La frugal cena consiste en arroz blanco, tofu, sopa de miso, tres tipos de verduras cocinadas y té de cebada. Recibimos cada uno tres tazas para servir los alimentos.
Solo se nos permite levantar la taza de la cual vamos a comer. Con los palillos extraemos la comida y la llevamos a la boca con el cuello erguido.
Antes de terminar debemos limpiar las tazas con un trozo de rábano y enjuagarlas en un poco de té que luego debemos ingerir. Las secamos con un pañuelo de algodón, hacemos un impecable envoltorio y lo dejamos sobre la mesa para la siguiente comida.

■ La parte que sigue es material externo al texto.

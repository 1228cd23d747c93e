//! Entity-relationship model produced by the parsers.
//!
//! A [`ModelBuilder`] is owned by a single parse call. Every `add_*` method
//! canonicalizes and validates its input against the backend's
//! [`DatabaseTypes`] before the entity is stored, and nothing stored is ever
//! changed afterwards. [`ModelBuilder::finish`] hands the caller a read-only
//! [`Model`].

use std::collections::HashMap;

use serde::{Serialize, Serializer};

use crate::db::{DatabaseType, DatabaseTypes};
use crate::parser::ParseError;
use crate::parser::helper::{lower_first, upper_first};

#[derive(Debug, Clone, PartialEq, Eq, Serialize)]
pub struct Type {
    pub id: String,
    pub name: String,
}

#[derive(Debug, Clone, PartialEq, Eq, Serialize)]
pub struct Enum {
    pub id: String,
    pub name: String,
    pub values: Vec<String>,
}

#[derive(Debug, Clone, PartialEq, Eq, Serialize)]
#[serde(rename_all = "camelCase")]
pub struct Class {
    pub id: String,
    pub name: String,
    pub table_name: String,
    #[serde(skip_serializing_if = "Option::is_none")]
    pub comment: Option<String>,
}

#[derive(Debug, Clone, PartialEq, Eq, Serialize)]
#[serde(rename_all = "camelCase")]
pub struct Field {
    pub id: String,
    pub class_id: String,
    pub name: String,
    /// Id of a [`Type`] or [`Enum`].
    #[serde(rename = "type")]
    pub type_id: String,
    #[serde(skip_serializing_if = "Option::is_none")]
    pub comment: Option<String>,
    #[serde(skip_serializing_if = "Vec::is_empty")]
    pub validations: Vec<Validation>,
}

#[derive(Debug, Clone, PartialEq, Eq, Serialize)]
pub struct Validation {
    pub kind: ValidationKind,
    #[serde(skip_serializing_if = "Option::is_none")]
    pub value: Option<String>,
}

#[derive(Debug, Clone, Copy, PartialEq, Eq, Serialize)]
#[serde(rename_all = "lowercase")]
pub enum ValidationKind {
    Required,
    Unique,
    MinLength,
    MaxLength,
    Pattern,
    Min,
    Max,
    MinBytes,
    MaxBytes,
}

impl ValidationKind {
    pub fn from_str(s: &str) -> Option<Self> {
        match s.trim().to_lowercase().as_str() {
            "required" => Some(Self::Required),
            "unique" => Some(Self::Unique),
            "minlength" => Some(Self::MinLength),
            "maxlength" => Some(Self::MaxLength),
            "pattern" => Some(Self::Pattern),
            "min" => Some(Self::Min),
            "max" => Some(Self::Max),
            "minbytes" => Some(Self::MinBytes),
            "maxbytes" => Some(Self::MaxBytes),
            _ => None,
        }
    }

    /// Whether the rule needs a value (`maxlength = 20`) to mean anything.
    pub fn takes_value(self) -> bool {
        !matches!(self, Self::Required | Self::Unique)
    }
}

#[derive(Debug, Clone, Copy, PartialEq, Eq, Serialize)]
#[serde(rename_all = "kebab-case")]
pub enum Cardinality {
    OneToOne,
    OneToMany,
    ManyToOne,
    ManyToMany,
}

impl Cardinality {
    /// Cardinality of an association whose `from` end is read as end 0 and
    /// `to` end as end 1.
    pub fn between(from: Multiplicity, to: Multiplicity) -> Self {
        match (from.is_many(), to.is_many()) {
            (true, true) => Self::ManyToMany,
            (true, false) => Self::ManyToOne,
            (false, true) => Self::OneToMany,
            (false, false) => Self::OneToOne,
        }
    }
}

/// Bounds of one association end. `upper == None` is unbounded (`*`).
#[derive(Debug, Clone, Copy, PartialEq, Eq)]
pub struct Multiplicity {
    pub lower: u32,
    pub upper: Option<u32>,
}

impl Multiplicity {
    pub fn is_many(&self) -> bool {
        self.upper.is_none()
    }

    pub fn is_required(&self) -> bool {
        self.lower != 0
    }
}

impl Default for Multiplicity {
    fn default() -> Self {
        Self {
            lower: 0,
            upper: Some(1),
        }
    }
}

#[derive(Debug, Clone, PartialEq, Eq, Serialize)]
#[serde(rename_all = "camelCase")]
pub struct Association {
    pub id: String,
    pub from: String,
    pub to: String,
    pub injected_field_in_from: String,
    pub injected_field_in_to: String,
    pub cardinality: Cardinality,
    pub is_injected_field_in_from_required: bool,
    pub is_injected_field_in_to_required: bool,
    #[serde(skip_serializing_if = "Option::is_none")]
    pub comment_in_from: Option<String>,
    #[serde(skip_serializing_if = "Option::is_none")]
    pub comment_in_to: Option<String>,
}

/// Insertion-ordered entities addressable by source id.
#[derive(Debug, Clone, PartialEq)]
struct Table<T> {
    items: Vec<T>,
    index: HashMap<String, usize>,
}

impl<T> Default for Table<T> {
    fn default() -> Self {
        Self {
            items: Vec::new(),
            index: HashMap::new(),
        }
    }
}

impl<T> Table<T> {
    fn get(&self, id: &str) -> Option<&T> {
        self.index.get(id).map(|&i| &self.items[i])
    }

    fn contains(&self, id: &str) -> bool {
        self.index.contains_key(id)
    }

    fn insert(&mut self, id: &str, item: T) -> Result<&T, ParseError> {
        if self.index.contains_key(id) {
            return Err(ParseError::UnsupportedFormat(format!(
                "duplicate element id '{}'",
                id
            )));
        }
        let pos = self.items.len();
        self.index.insert(id.to_string(), pos);
        self.items.push(item);
        Ok(&self.items[pos])
    }
}

impl<T: Serialize> Serialize for Table<T> {
    fn serialize<S: Serializer>(&self, serializer: S) -> Result<S::Ok, S::Error> {
        self.items.serialize(serializer)
    }
}

/// The finished, read-only model.
#[derive(Debug, Clone, PartialEq, Serialize)]
#[serde(rename_all = "camelCase")]
pub struct Model {
    database_type: DatabaseType,
    #[serde(skip_serializing_if = "Option::is_none")]
    user_class_id: Option<String>,
    types: Table<Type>,
    enums: Table<Enum>,
    classes: Table<Class>,
    fields: Table<Field>,
    associations: Table<Association>,
}

impl Model {
    fn empty(database_type: DatabaseType) -> Self {
        Self {
            database_type,
            user_class_id: None,
            types: Table::default(),
            enums: Table::default(),
            classes: Table::default(),
            fields: Table::default(),
            associations: Table::default(),
        }
    }

    pub fn database_type(&self) -> DatabaseType {
        self.database_type
    }

    /// Id of the class named `user`, wired to authentication downstream.
    pub fn user_class_id(&self) -> Option<&str> {
        self.user_class_id.as_deref()
    }

    pub fn types(&self) -> &[Type] {
        &self.types.items
    }

    pub fn type_by_id(&self, id: &str) -> Option<&Type> {
        self.types.get(id)
    }

    pub fn enums(&self) -> &[Enum] {
        &self.enums.items
    }

    pub fn enum_by_id(&self, id: &str) -> Option<&Enum> {
        self.enums.get(id)
    }

    pub fn classes(&self) -> &[Class] {
        &self.classes.items
    }

    pub fn class(&self, id: &str) -> Option<&Class> {
        self.classes.get(id)
    }

    pub fn class_by_name(&self, name: &str) -> Option<&Class> {
        self.classes.items.iter().find(|c| c.name == name)
    }

    pub fn fields(&self) -> &[Field] {
        &self.fields.items
    }

    pub fn field(&self, id: &str) -> Option<&Field> {
        self.fields.get(id)
    }

    pub fn fields_of<'a>(&'a self, class_id: &'a str) -> impl Iterator<Item = &'a Field> + 'a {
        self.fields.items.iter().filter(move |f| f.class_id == class_id)
    }

    pub fn associations(&self) -> &[Association] {
        &self.associations.items
    }

    pub fn association(&self, id: &str) -> Option<&Association> {
        self.associations.get(id)
    }
}

/// Append-only accumulator for one parse call.
#[derive(Debug)]
pub struct ModelBuilder {
    db: &'static DatabaseTypes,
    model: Model,
}

impl ModelBuilder {
    pub fn new(db: &'static DatabaseTypes) -> Self {
        Self {
            db,
            model: Model::empty(db.database()),
        }
    }

    pub fn db(&self) -> &'static DatabaseTypes {
        self.db
    }

    /// Read view of everything added so far.
    pub fn model(&self) -> &Model {
        &self.model
    }

    pub fn add_type(&mut self, id: &str, name: &str) -> Result<&Type, ParseError> {
        let canonical = self
            .db
            .canonical_type(name)
            .ok_or_else(|| ParseError::WrongType(upper_first(name.trim())))?;
        log::debug!("type {} -> {}", id, canonical);
        self.model.types.insert(
            id,
            Type {
                id: id.to_string(),
                name: canonical.to_string(),
            },
        )
    }

    pub fn add_enum(&mut self, id: &str, name: &str, values: &[&str]) -> Result<&Enum, ParseError> {
        let name = name.trim();
        if name.is_empty() {
            return Err(ParseError::NullPointer(format!("enumeration '{}' has no name", id)));
        }
        let mut literals = Vec::with_capacity(values.len());
        for value in values {
            let value = value.trim();
            if value.is_empty() {
                return Err(ParseError::NullPointer(format!(
                    "a literal of enumeration '{}' has no name",
                    name
                )));
            }
            literals.push(value.to_uppercase());
        }
        self.model.enums.insert(
            id,
            Enum {
                id: id.to_string(),
                name: upper_first(name),
                values: literals,
            },
        )
    }

    pub fn add_class(&mut self, class: Class) -> Result<&Class, ParseError> {
        if self.db.is_reserved_class_name(&class.name) {
            return Err(ParseError::ReservedName(class.name));
        }
        if self.db.is_reserved_table_name(&class.table_name) {
            return Err(ParseError::ReservedName(class.table_name));
        }
        if self.model.user_class_id.is_none() && class.name.eq_ignore_ascii_case("user") {
            log::debug!("class {} is the user entity", class.id);
            self.model.user_class_id = Some(class.id.clone());
        }
        let id = class.id.clone();
        self.model.classes.insert(&id, class)
    }

    pub fn add_field(&mut self, mut field: Field) -> Result<&Field, ParseError> {
        if !self.model.classes.contains(&field.class_id) {
            return Err(ParseError::UnsupportedFormat(format!(
                "attribute '{}' belongs to unknown class '{}'",
                field.name, field.class_id
            )));
        }
        field.name = lower_first(field.name.trim());
        if field.name.is_empty() {
            return Err(ParseError::NullPointer(format!(
                "an attribute of class '{}' has no name",
                field.class_id
            )));
        }
        if self.db.is_reserved_field_name(&field.name) {
            return Err(ParseError::ReservedName(field.name));
        }
        let id = field.id.clone();
        self.model.fields.insert(&id, field)
    }

    pub fn add_association(&mut self, association: Association) -> Result<&Association, ParseError> {
        for class_id in [&association.from, &association.to] {
            if !self.model.classes.contains(class_id) {
                return Err(ParseError::UnsupportedFormat(format!(
                    "association '{}' references unknown class '{}'",
                    association.id, class_id
                )));
            }
        }
        let id = association.id.clone();
        self.model.associations.insert(&id, association)
    }

    pub fn finish(self) -> Model {
        self.model
    }
}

La atención puntillosa a la forma, a la postura de la cabeza, a la alineación de las tazas, y en general a cada una de las acciones que realizamos en el templo, están dirigidas trascender la mente distraída y entrar en un estado de atención plena.
A las nueve de la noche el sonido de un enorme tambor tocado en lo alto de una torre cierra la jornada. Después del baño en una pileta de agua caliente dormimos hasta las 4 de la mañana cuando el mismo monje del tambor inicia el día golpeando una madera.

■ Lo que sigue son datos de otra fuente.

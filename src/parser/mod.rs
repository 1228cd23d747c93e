//! XMI class diagram to ER model conversion.
//!
//! Every supported editor goes through the same five phases, in this order:
//!
//! ```text
//! classify -> types -> enums -> classes & fields -> associations
//! ```
//!
//! Later phases look up what earlier ones added (fields reference types,
//! associations reference classes). Editors only differ in how elements are
//! found and read, which each one describes through [`Format`].

mod detect;
mod genmymodel;
pub mod helper;
mod modelio;
mod visual_paradigm;


use std::collections::HashMap;

use crate::db::DatabaseType;
use crate::document::Element;
use crate::model::{
    Association, Cardinality, Class, Field, Model, ModelBuilder, Multiplicity, Validation,
    ValidationKind,
};
use helper::ClassName;

pub use detect::{Editor, create_parser};

#[derive(Debug, thiserror::Error)]
pub enum ParseError {
    #[error("{0}")]
    NullPointer(String),
    #[error("Type '{0}' is not supported by the selected database")]
    WrongType(String),
    #[error("Field '{0}' has no type")]
    WrongField(String),
    #[error("'{0}' is a reserved word for the selected database")]
    ReservedName(String),
    #[error("Unsupported format: {0}")]
    UnsupportedFormat(String),
}

/// Structural kind of a packaged element.
#[derive(Debug, Clone, Copy, PartialEq, Eq)]
pub(crate) enum ElementKind {
    Type,
    Enum,
    Class,
    Association,
    Package,
    Unrecognized,
}

/// Where an attribute's type comes from.
#[derive(Debug, Clone, Copy, PartialEq, Eq)]
pub(crate) enum TypeRef<'d> {
    /// Id of a type or enumeration in the same document.
    Inline(&'d str),
    /// Link into a type library, e.g. `...PrimitiveTypes.xmi#String`.
    Href(&'d str),
    Missing,
}

/// Extraction rules of one editor's export format.
pub(crate) trait Format: Sync {
    fn editor(&self) -> Editor;

    /// Whether the document root carries this editor's fingerprint.
    fn recognizes(&self, root: &Element) -> bool;

    /// The element whose `packagedElement` children hold the diagram.
    fn model_root<'d>(&self, root: &'d Element) -> Option<&'d Element>;

    fn classify(&self, element: &Element) -> ElementKind {
        match element.xmi_type() {
            Some("uml:Class") => ElementKind::Class,
            Some("uml:Enumeration") => ElementKind::Enum,
            Some("uml:PrimitiveType") | Some("uml:DataType") => ElementKind::Type,
            Some("uml:Association") => ElementKind::Association,
            Some("uml:Package") => ElementKind::Package,
            _ => ElementKind::Unrecognized,
        }
    }

    fn comment(&self, element: &Element) -> Option<String>;

    fn attribute_type<'d>(&self, attribute: &'d Element) -> TypeRef<'d> {
        if let Some(id) = attribute.non_empty_attr("type") {
            return TypeRef::Inline(id);
        }
        match attribute.child("type").and_then(|t| t.non_empty_attr("href")) {
            Some(href) => TypeRef::Href(href),
            None => TypeRef::Missing,
        }
    }

    /// Owned attributes that are really the navigable end of an association.
    fn is_association_end(&self, attribute: &Element) -> bool {
        attribute.non_empty_attr("association").is_some()
    }

    /// Ends of an association in `memberEnd` order, falling back to its
    /// `ownedEnd` children.
    fn association_ends<'d>(&self, association: &'d Element, scan: &Buckets<'d>) -> Vec<&'d Element> {
        match association.non_empty_attr("memberEnd") {
            Some(member_ends) => member_ends
                .split_whitespace()
                .filter_map(|id| scan.ends.get(id).copied())
                .collect(),
            None => association.children_named("ownedEnd").collect(),
        }
    }

    fn multiplicity(&self, end: &Element) -> Multiplicity {
        helper::read_multiplicity(end)
    }

    /// Constraints on one attribute, authored as `ownedRule`s of its class.
    fn validations(&self, class: &Element, attribute_id: &str) -> Vec<Validation> {
        class
            .children_named("ownedRule")
            .filter(|rule| {
                rule.attr("constrainedElement")
                    .is_some_and(|ids| ids.split_whitespace().any(|id| id == attribute_id))
            })
            .filter_map(read_validation)
            .collect()
    }
}

fn read_validation(rule: &Element) -> Option<Validation> {
    let name = rule.non_empty_attr("name")?;
    let Some(kind) = ValidationKind::from_str(name) else {
        log::warn!("ignoring unknown validation '{}'", name);
        return None;
    };
    let value = rule.child("specification").and_then(|spec| {
        spec.non_empty_attr("value")
            .or_else(|| spec.child("body").and_then(|b| b.text.as_deref()))
            .map(str::to_string)
    });
    if kind.takes_value() && value.is_none() {
        log::warn!("ignoring validation '{}' without a value", name);
        return None;
    }
    Some(Validation { kind, value })
}

/// Elements sorted out by the classify phase. Lives for one parse call.
#[derive(Debug, Default)]
pub(crate) struct Buckets<'d> {
    types: Vec<&'d Element>,
    enums: Vec<&'d Element>,
    classes: Vec<&'d Element>,
    associations: Vec<&'d Element>,
    /// Owned attributes and owned ends by id, for `memberEnd` lookup.
    ends: HashMap<&'d str, &'d Element>,
}

/// Runs the five phases for one document with one editor's [`Format`].
pub struct Parser<'d> {
    format: &'static dyn Format,
    root: &'d Element,
    model: ModelBuilder,
}

impl<'d> Parser<'d> {
    pub fn new(root: &'d Element, editor: Editor, database: DatabaseType) -> Self {
        Self {
            format: editor.format(),
            root,
            model: ModelBuilder::new(database.types()),
        }
    }

    pub fn editor(&self) -> Editor {
        self.format.editor()
    }

    /// Run every phase. The first error discards everything built so far.
    pub fn parse(mut self) -> Result<Model, ParseError> {
        let scan = self.classify()?;
        self.parse_types(&scan)?;
        self.parse_enums(&scan)?;
        self.parse_classes(&scan)?;
        self.parse_associations(&scan)?;

        let model = self.model.finish();
        log::info!(
            "parsed {} export: {} classes, {} fields, {} enums, {} associations",
            self.format.editor().name(),
            model.classes().len(),
            model.fields().len(),
            model.enums().len(),
            model.associations().len()
        );
        Ok(model)
    }

    fn classify(&self) -> Result<Buckets<'d>, ParseError> {
        let container = self.format.model_root(self.root).ok_or_else(|| {
            ParseError::UnsupportedFormat(format!(
                "{} document has no model element",
                self.format.editor().name()
            ))
        })?;
        let mut scan = Buckets::default();
        self.collect(container, &mut scan);
        Ok(scan)
    }

    fn collect(&self, container: &'d Element, scan: &mut Buckets<'d>) {
        for element in container.children_named("packagedElement") {
            match self.format.classify(element) {
                ElementKind::Type => scan.types.push(element),
                ElementKind::Enum => scan.enums.push(element),
                ElementKind::Class => {
                    index_ends(element, "ownedAttribute", scan);
                    scan.classes.push(element);
                }
                ElementKind::Association => {
                    index_ends(element, "ownedEnd", scan);
                    scan.associations.push(element);
                }
                ElementKind::Package => self.collect(element, scan),
                ElementKind::Unrecognized => log::debug!(
                    "skipping {} element {}",
                    element.xmi_type().unwrap_or("untyped"),
                    element.id().unwrap_or("without id")
                ),
            }
        }
    }

    fn parse_types(&mut self, scan: &Buckets<'d>) -> Result<(), ParseError> {
        for &element in &scan.types {
            let id = element_id(element)?;
            let name = element
                .non_empty_attr("name")
                .ok_or_else(|| ParseError::NullPointer(format!("type '{}' has no name", id)))?;
            self.model.add_type(id, name)?;
        }
        Ok(())
    }

    fn parse_enums(&mut self, scan: &Buckets<'d>) -> Result<(), ParseError> {
        for &element in &scan.enums {
            let id = element_id(element)?;
            let literals: Vec<&str> = element
                .children_named("ownedLiteral")
                .map(|literal| literal.attr("name").unwrap_or_default())
                .collect();
            self.model
                .add_enum(id, element.attr("name").unwrap_or_default(), &literals)?;
        }
        Ok(())
    }

    fn parse_classes(&mut self, scan: &Buckets<'d>) -> Result<(), ParseError> {
        for &element in &scan.classes {
            let id = element_id(element)?;
            let label = element
                .non_empty_attr("name")
                .ok_or_else(|| ParseError::NullPointer(format!("class '{}' has no name", id)))?;
            let ClassName {
                entity_name,
                table_name,
            } = helper::split_class_label(label);
            if entity_name.is_empty() {
                return Err(ParseError::NullPointer(format!("class '{}' has no name", id)));
            }

            self.model.add_class(Class {
                id: id.to_string(),
                name: entity_name.clone(),
                table_name,
                comment: self.format.comment(element),
            })?;

            for attribute in element.children_named("ownedAttribute") {
                self.parse_attribute(element, id, &entity_name, attribute)?;
            }
        }
        Ok(())
    }

    fn parse_attribute(
        &mut self,
        class: &Element,
        class_id: &str,
        class_name: &str,
        attribute: &Element,
    ) -> Result<(), ParseError> {
        if self.format.is_association_end(attribute) {
            return Ok(());
        }
        let name = attribute.non_empty_attr("name").ok_or_else(|| {
            ParseError::NullPointer(format!("an attribute of class '{}' has no name", class_name))
        })?;
        if helper::is_an_id(name, class_name) {
            log::debug!("skipping identifier attribute {}.{}", class_name, name);
            return Ok(());
        }
        let id = element_id(attribute)?;

        let type_id = match self.format.attribute_type(attribute) {
            TypeRef::Inline(type_id) => {
                let known = self.model.model();
                if known.type_by_id(type_id).is_none() && known.enum_by_id(type_id).is_none() {
                    log::warn!(
                        "field {}.{} refers to '{}', which is neither a type nor an enumeration",
                        class_name,
                        name,
                        type_id
                    );
                }
                type_id.to_string()
            }
            TypeRef::Href(href) => {
                let type_name = helper::type_name_from_href(href)
                    .ok_or_else(|| ParseError::WrongField(name.to_string()))?;
                self.register_type(type_name)?
            }
            TypeRef::Missing => return Err(ParseError::WrongField(name.to_string())),
        };

        self.model.add_field(Field {
            id: id.to_string(),
            class_id: class_id.to_string(),
            name: name.to_string(),
            type_id,
            comment: self.format.comment(attribute),
            validations: self.format.validations(class, id),
        })?;
        Ok(())
    }

    /// Type named only by a library link; registered under its own name.
    fn register_type(&mut self, type_name: &str) -> Result<String, ParseError> {
        let canonical = self
            .model
            .db()
            .canonical_type(type_name)
            .ok_or_else(|| ParseError::WrongType(helper::upper_first(type_name)))?;
        if self.model.model().type_by_id(canonical).is_none() {
            self.model.add_type(canonical, canonical)?;
        }
        Ok(canonical.to_string())
    }

    fn parse_associations(&mut self, scan: &Buckets<'d>) -> Result<(), ParseError> {
        for &element in &scan.associations {
            let id = element_id(element)?;
            let ends = self.format.association_ends(element, scan);
            let &[end0, end1] = ends.as_slice() else {
                return Err(ParseError::UnsupportedFormat(format!(
                    "association '{}' has {} ends, only binary associations are supported",
                    id,
                    ends.len()
                )));
            };

            let from = end_class(id, end0)?;
            let to = end_class(id, end1)?;
            let from_end = self.format.multiplicity(end0);
            let to_end = self.format.multiplicity(end1);

            let association = Association {
                id: id.to_string(),
                from: from.to_string(),
                to: to.to_string(),
                // An end's role name is the field the opposite class gets.
                injected_field_in_from: self.role_name(end1, to),
                injected_field_in_to: self.role_name(end0, from),
                cardinality: Cardinality::between(from_end, to_end),
                is_injected_field_in_from_required: to_end.is_required(),
                is_injected_field_in_to_required: from_end.is_required(),
                comment_in_from: self.format.comment(end1),
                comment_in_to: self.format.comment(end0),
            };
            self.model.add_association(association)?;
        }
        Ok(())
    }

    /// Role name of an end, or the name of the class it points at.
    fn role_name(&self, end: &Element, class_id: &str) -> String {
        match end.non_empty_attr("name") {
            Some(name) => helper::lower_first(name),
            None => self
                .model
                .model()
                .class(class_id)
                .map(|c| helper::lower_first(&c.name))
                .unwrap_or_else(|| helper::lower_first(class_id)),
        }
    }
}

fn index_ends<'d>(owner: &'d Element, child: &str, scan: &mut Buckets<'d>) {
    for end in owner.children_named(child) {
        if let Some(id) = end.id() {
            scan.ends.insert(id, end);
        }
    }
}

fn element_id(element: &Element) -> Result<&str, ParseError> {
    element.id().ok_or_else(|| {
        ParseError::UnsupportedFormat(format!(
            "{} '{}' has no xmi:id",
            element.xmi_type().unwrap_or(&element.name),
            element.attr("name").unwrap_or_default()
        ))
    })
}

fn end_class<'d>(association_id: &str, end: &'d Element) -> Result<&'d str, ParseError> {
    end.non_empty_attr("type").ok_or_else(|| {
        ParseError::UnsupportedFormat(format!(
            "an end of association '{}' has no type",
            association_id
        ))
    })
}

Después del desayuno, que es una versión más ligera de la cena, nos entregan pinceles y papel de arroz y pasamos la mañana calcando caracteres chinos antiguos. Para quienes no dominamos la caligrafía japonesa, reproducir los trazos es un ejercicio más de concentración.
Para terminar nos invitan al restaurante vegetariano del templo, un espacio comercial abierto al público famoso por el colorido casi festivo de los platos. Para los postres, también vegetarianos y coloridos, se sienta con nosotros el monje Araki.
Su conversación se centra en los conflictos actuales. “Somos conscientes de que las guerras se originan, casi siempre, por razones territoriales o religiosas. En este momento tenemos ambos casos con los conflictos en curso en Ucrania y Palestina. Muchas personas piensan 'esta tierra es nuestra o tiene que ser nuestra'.
Pero si nos respetamos a nosotros mismos, podemos respetar a los demás”.
Su mayor preocupación concluye, son los niños. “Quisiera que sobre todo se tenga en cuenta a los niños. Son inocentes y no tienen ninguna responsabilidad”.
Se despide explicándonos que en japonés el ideograma de “templo” forma parte del verbo “tener”. El templo “siempre te da algo”, dice.
Si has hecho meditación zen, desde el gran bolso de Hotei tendrás un regalo: “Has salido mejorado”, dice con una sonrisa parecida a la del mismo Buda.
Qué es el Templo de Manpukuji
El templo de Manpukuji está situado en la localidad de Uji, al sur de Kioto. Fue fundado en 1661 por un monje chino llamado en japonés Ingen Zenji que a los 63 años se fue a vivir a Japón. Su religión, llamada Obaku, es la menor de las tres sectas budistas zen de Japón.
Manpukuji comprende 28 edificios construidos con madera de teca importada de Sumatra. Es conocido como uno de los mejores ejemplos en Japón de la arquitectura china de finales de la era Ming (1368-1644). Sus imponentes techos evocan la Ciudad Prohibida de Pekín y los decorados y los conjuntos escultóricos son obra de artistas chinos.
El legado de su fundador, el poeta, calígrafo y monje Ingen Ryuki, trascendió la religión y alcanzó disciplinas como el arte, la medicina, la arquitectura, la música, la literatura y la gastronomía.